TASK TO COMPLETE: Would you print the records as they stand, down to the last character?
((
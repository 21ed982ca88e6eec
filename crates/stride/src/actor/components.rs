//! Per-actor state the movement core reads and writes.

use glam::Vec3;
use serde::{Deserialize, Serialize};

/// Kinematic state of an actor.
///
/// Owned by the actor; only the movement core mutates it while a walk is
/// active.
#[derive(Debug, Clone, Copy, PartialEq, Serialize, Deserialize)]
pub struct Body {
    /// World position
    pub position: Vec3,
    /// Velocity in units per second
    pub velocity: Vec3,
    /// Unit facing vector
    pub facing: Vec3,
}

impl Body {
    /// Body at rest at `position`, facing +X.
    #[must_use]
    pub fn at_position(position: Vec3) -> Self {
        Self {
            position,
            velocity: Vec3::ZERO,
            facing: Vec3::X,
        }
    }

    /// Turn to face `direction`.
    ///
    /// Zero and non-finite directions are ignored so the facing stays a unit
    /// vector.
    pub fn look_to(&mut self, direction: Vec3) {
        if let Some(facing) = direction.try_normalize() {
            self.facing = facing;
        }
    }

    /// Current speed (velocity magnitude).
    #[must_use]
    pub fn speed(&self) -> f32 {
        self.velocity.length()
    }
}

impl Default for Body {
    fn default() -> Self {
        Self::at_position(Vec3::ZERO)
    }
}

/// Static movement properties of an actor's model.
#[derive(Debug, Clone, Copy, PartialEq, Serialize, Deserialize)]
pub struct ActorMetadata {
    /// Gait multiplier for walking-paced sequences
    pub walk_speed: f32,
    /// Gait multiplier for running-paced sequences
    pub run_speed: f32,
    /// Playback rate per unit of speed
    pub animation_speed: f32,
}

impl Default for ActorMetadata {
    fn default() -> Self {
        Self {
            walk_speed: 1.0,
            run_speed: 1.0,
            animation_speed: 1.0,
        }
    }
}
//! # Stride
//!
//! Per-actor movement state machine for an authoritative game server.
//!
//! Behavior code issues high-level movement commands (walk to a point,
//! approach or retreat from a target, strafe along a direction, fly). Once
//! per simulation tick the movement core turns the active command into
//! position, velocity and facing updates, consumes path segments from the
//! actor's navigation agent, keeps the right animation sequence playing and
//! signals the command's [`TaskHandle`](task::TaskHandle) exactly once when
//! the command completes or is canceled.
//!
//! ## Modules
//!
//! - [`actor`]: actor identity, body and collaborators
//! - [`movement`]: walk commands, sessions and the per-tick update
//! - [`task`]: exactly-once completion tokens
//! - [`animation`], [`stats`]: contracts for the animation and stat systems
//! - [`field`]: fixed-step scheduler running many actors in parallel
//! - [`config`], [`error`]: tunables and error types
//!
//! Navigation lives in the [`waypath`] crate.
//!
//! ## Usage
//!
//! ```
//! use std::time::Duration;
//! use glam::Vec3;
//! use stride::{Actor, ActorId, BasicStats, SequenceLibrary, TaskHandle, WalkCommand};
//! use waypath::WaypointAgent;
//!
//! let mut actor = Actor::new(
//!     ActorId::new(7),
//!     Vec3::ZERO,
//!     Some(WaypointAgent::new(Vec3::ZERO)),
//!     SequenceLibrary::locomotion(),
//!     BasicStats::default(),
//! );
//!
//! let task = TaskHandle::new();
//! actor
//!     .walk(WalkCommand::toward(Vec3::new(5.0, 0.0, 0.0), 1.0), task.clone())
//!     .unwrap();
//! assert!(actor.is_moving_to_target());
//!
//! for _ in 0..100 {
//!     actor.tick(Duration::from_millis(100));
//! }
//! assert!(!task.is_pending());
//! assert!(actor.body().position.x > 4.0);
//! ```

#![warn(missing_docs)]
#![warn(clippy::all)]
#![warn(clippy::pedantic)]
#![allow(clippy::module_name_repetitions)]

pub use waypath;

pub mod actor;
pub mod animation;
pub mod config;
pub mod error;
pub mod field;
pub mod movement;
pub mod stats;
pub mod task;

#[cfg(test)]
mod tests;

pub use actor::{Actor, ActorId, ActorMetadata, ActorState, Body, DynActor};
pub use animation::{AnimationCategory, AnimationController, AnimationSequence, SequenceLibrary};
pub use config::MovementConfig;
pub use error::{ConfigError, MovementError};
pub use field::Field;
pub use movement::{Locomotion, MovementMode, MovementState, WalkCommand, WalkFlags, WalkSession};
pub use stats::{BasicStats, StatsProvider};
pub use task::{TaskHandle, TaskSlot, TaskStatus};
))
RESPONSE TO THE TASK:
repository 21ed982ca88e6eec
filename crates/stride/src/actor/components.rs
//! Per-actor state the movement core reads and writes.

use glam::Vec3;
use serde::{Deserialize, Serialize};

/// Kinematic state of an actor.
///
/// Owned by the actor; only the movement core mutates it while a walk is
/// active.
#[derive(Debug, Clone, Copy, PartialEq, Serialize, Deserialize)]
pub struct Body {
    /// World position
    pub position: Vec3,
    /// Velocity in units per second
    pub velocity: Vec3,
    /// Unit facing vector
    pub facing: Vec3,
}

impl Body {
    /// Body at rest at `position`, facing +X.
    #[must_use]
    pub fn at_position(position: Vec3) -> Self {
        Self {
            position,
            velocity: Vec3::ZERO,
            facing: Vec3::X,
        }
    }

    /// Turn to face `direction`.
    ///
    /// Zero and non-finite directions are ignored so the facing stays a unit
    /// vector.
    pub fn look_to(&mut self, direction: Vec3) {
        if let Some(facing) = direction.try_normalize() {
            self.facing = facing;
        }
    }

    /// Current speed (velocity magnitude).
    #[must_use]
    pub fn speed(&self) -> f32 {
        self.velocity.length()
    }
}

impl Default for Body {
    fn default() -> Self {
        Self::at_position(Vec3::ZERO)
    }
}

/// Static movement properties of an actor's model.
#[derive(Debug, Clone, Copy, PartialEq, Serialize, Deserialize)]
pub struct ActorMetadata {
    /// Gait multiplier for walking-paced sequences
    pub walk_speed: f32,
    /// Gait multiplier for running-paced sequences
    pub run_speed: f32,
    /// Playback rate per unit of speed
    pub animation_speed: f32,
}

impl Default for ActorMetadata {
    fn default() -> Self {
        Self {
            walk_speed: 1.0,
            run_speed: 1.0,
            animation_speed: 1.0,
        }
    }
}
//! # Stride
//!
//! Per-actor movement state machine for an authoritative game server.
//!
//! Behavior code issues high-level movement commands (walk to a point,
//! approach or retreat from a target, strafe along a direction, fly). Once
//! per simulation tick the movement core turns the active command into
//! position, velocity and facing updates, consumes path segments from the
//! actor's navigation agent, keeps the right animation sequence playing and
//! signals the command's [`TaskHandle`](task::TaskHandle) exactly once when
//! the command completes or is canceled.
//!
//! ## Modules
//!
//! - [`actor`]: actor identity, body and collaborators
//! - [`movement`]: walk commands, sessions and the per-tick update
//! - [`task`]: exactly-once completion tokens
//! - [`animation`], [`stats`]: contracts for the animation and stat systems
//! - [`field`]: fixed-step scheduler running many actors in parallel
//! - [`config`], [`error`]: tunables and error types
//!
//! Navigation lives in the [`waypath`] crate.
//!
//! ## Usage
//!
//! ```
//! use std::time::Duration;
//! use glam::Vec3;
//! use stride::{Actor, ActorId, BasicStats, SequenceLibrary, TaskHandle, WalkCommand};
//! use waypath::WaypointAgent;
//!
//! let mut actor = Actor::new(
//!     ActorId::new(7),
//!     Vec3::ZERO,
//!     Some(WaypointAgent::new(Vec3::ZERO)),
//!     SequenceLibrary::locomotion(),
//!     BasicStats::default(),
//! );
//!
//! let task = TaskHandle::new();
//! actor
//!     .walk(WalkCommand::toward(Vec3::new(5.0, 0.0, 0.0), 1.0), task.clone())
//!     .unwrap();
//! assert!(actor.is_moving_to_target());
//!
//! for _ in 0..100 {
//!     actor.tick(Duration::from_millis(100));
//! }
//! assert!(!task.is_pending());
//! assert!(actor.body().position.x > 4.0);
//! ```

#![warn(missing_docs)]
#![warn(clippy::all)]
#![warn(clippy::pedantic)]
#![allow(clippy::module_name_repetitions)]

pub use waypath;

pub mod actor;
pub mod animation;
pub mod config;
pub mod error;
pub mod field;
pub mod movement;
pub mod stats;
pub mod task;

#[cfg(test)]
mod tests;

pub use actor::{Actor, ActorId, ActorMetadata, ActorState, Body, DynActor};
pub use animation::{AnimationCategory, AnimationController, AnimationSequence, SequenceLibrary};
pub use config::MovementConfig;
pub use error::{ConfigError, MovementError};
pub use field::Field;
pub use movement::{Locomotion, MovementMode, MovementState, WalkCommand, WalkFlags, WalkSession};
pub use stats::{BasicStats, StatsProvider};
pub use task::{TaskHandle, TaskSlot, TaskStatus};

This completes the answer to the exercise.